Stored data entries:
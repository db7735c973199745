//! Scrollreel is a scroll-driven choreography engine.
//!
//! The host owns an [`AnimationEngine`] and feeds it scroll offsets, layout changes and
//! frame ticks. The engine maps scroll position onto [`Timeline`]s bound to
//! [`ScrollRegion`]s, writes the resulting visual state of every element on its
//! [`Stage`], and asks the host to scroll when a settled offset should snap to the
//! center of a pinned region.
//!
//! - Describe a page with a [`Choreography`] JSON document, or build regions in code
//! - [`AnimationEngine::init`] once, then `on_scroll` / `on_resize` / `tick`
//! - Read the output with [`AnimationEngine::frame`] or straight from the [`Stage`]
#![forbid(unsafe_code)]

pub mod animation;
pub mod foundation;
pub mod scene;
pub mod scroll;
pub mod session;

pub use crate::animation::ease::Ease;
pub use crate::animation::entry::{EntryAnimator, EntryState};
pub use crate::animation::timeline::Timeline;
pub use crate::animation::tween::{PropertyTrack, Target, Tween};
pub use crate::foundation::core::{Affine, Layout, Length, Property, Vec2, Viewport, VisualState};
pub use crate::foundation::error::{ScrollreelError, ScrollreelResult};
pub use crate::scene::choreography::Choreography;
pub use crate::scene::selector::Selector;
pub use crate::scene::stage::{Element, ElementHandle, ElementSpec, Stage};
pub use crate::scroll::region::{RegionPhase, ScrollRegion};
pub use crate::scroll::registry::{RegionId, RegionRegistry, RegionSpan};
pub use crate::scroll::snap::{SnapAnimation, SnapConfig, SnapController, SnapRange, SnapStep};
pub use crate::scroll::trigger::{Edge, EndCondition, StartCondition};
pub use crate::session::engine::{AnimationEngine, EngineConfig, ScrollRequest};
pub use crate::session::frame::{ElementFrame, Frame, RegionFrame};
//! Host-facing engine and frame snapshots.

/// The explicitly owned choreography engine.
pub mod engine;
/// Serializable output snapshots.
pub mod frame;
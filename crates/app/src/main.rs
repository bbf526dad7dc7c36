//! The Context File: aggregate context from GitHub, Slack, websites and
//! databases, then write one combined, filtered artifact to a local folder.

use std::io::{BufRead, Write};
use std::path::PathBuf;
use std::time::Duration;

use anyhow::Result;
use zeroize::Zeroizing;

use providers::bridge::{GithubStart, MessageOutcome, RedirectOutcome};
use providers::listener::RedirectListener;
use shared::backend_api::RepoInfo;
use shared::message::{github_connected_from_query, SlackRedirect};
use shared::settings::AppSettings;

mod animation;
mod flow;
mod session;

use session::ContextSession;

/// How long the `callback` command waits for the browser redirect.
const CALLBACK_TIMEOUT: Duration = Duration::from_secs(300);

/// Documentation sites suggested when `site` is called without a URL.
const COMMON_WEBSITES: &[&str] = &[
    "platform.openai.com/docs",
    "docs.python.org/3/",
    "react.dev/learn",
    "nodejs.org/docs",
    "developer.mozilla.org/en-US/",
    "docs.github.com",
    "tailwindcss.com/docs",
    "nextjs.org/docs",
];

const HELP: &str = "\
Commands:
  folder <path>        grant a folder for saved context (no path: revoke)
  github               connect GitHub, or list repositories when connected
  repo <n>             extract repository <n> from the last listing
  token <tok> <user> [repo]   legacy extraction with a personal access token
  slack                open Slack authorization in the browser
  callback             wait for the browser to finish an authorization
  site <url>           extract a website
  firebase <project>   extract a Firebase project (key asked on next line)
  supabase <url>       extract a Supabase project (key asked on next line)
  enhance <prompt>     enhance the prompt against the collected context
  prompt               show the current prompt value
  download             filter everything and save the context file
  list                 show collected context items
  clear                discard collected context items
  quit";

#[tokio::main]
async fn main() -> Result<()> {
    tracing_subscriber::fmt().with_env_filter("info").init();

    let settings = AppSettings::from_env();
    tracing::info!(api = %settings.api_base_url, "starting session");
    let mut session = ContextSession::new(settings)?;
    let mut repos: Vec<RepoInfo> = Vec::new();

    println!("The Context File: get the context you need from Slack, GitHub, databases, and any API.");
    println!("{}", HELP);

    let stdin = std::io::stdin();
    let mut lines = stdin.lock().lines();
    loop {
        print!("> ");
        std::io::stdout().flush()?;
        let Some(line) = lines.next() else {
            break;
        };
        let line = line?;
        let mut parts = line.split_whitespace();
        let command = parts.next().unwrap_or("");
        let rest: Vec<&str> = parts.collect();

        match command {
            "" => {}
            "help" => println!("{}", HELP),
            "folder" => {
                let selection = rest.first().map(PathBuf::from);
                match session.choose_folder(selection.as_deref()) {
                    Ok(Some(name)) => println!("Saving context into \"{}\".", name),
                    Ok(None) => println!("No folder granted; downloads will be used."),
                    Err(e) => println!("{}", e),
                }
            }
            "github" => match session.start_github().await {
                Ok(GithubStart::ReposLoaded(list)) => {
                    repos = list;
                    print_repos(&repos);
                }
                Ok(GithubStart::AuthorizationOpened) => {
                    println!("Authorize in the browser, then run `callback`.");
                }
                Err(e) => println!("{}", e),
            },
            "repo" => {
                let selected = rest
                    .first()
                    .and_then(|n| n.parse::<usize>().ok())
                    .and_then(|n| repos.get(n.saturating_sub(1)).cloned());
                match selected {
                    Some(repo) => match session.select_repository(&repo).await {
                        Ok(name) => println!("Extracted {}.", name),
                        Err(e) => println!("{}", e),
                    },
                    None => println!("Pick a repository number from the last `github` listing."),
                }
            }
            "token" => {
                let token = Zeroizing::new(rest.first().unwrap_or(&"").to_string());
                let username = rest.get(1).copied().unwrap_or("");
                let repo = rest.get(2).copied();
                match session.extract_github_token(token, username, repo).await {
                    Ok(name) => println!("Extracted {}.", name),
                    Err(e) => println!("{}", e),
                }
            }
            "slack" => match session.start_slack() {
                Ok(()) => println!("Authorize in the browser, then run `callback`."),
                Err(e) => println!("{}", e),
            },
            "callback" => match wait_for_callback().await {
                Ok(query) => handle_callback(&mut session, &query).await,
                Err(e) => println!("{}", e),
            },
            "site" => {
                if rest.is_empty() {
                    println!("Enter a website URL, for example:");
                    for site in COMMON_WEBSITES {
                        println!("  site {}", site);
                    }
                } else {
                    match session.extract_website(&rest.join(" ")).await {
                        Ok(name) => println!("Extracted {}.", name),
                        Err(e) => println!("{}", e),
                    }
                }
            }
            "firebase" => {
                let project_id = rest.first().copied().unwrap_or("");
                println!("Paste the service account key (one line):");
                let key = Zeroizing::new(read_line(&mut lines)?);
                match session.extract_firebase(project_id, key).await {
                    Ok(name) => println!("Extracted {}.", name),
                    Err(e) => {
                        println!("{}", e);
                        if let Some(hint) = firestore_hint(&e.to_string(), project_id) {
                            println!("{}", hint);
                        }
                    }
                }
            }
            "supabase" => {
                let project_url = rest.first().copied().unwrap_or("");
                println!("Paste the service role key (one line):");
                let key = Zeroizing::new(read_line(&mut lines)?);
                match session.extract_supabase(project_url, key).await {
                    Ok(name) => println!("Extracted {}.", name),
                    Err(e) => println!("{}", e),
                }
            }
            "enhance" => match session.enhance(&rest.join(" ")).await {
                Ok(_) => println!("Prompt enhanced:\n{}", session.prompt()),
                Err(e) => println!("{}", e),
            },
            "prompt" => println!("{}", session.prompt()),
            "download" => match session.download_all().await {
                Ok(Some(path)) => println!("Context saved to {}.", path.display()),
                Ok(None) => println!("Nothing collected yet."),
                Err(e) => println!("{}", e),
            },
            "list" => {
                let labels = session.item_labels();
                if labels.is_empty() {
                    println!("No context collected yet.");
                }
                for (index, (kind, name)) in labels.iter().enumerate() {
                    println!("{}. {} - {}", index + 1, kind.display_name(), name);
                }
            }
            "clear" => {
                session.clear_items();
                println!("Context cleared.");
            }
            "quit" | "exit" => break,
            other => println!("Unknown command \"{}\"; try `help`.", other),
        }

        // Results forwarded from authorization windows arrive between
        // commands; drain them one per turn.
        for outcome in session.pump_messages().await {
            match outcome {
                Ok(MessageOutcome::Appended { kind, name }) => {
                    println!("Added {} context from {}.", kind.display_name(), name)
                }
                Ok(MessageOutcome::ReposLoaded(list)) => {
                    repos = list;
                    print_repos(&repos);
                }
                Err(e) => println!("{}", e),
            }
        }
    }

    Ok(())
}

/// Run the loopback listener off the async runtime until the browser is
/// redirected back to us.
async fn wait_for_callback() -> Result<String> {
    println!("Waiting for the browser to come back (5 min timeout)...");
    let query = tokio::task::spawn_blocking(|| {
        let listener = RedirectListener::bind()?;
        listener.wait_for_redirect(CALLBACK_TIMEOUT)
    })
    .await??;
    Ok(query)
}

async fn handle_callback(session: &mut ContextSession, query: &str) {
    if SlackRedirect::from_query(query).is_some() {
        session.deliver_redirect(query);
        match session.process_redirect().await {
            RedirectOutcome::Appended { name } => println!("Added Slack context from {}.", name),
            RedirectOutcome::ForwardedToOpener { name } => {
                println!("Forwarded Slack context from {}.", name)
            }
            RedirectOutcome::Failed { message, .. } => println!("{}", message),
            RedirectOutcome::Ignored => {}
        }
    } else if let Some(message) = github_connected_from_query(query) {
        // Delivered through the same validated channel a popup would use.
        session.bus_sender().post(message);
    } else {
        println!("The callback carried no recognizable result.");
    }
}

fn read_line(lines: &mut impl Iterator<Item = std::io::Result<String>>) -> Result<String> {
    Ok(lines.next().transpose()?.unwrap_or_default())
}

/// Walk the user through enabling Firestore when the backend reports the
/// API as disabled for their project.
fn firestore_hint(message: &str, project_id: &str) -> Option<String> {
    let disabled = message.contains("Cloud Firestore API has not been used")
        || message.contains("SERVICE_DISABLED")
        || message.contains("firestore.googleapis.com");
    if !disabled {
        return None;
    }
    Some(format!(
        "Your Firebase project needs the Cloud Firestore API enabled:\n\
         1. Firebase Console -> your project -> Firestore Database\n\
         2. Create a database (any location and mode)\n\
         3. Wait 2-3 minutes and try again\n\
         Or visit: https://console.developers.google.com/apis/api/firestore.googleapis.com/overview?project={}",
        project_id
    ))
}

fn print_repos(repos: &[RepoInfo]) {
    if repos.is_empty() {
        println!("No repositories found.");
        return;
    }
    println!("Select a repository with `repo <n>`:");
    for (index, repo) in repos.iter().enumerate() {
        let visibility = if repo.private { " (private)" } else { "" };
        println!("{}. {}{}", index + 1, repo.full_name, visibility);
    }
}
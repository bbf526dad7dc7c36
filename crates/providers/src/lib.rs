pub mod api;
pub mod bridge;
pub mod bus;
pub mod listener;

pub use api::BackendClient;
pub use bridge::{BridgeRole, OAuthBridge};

| Task statement |
If a line in the records contains the string "saved", include it in the count; report that count alone.

| Result |
2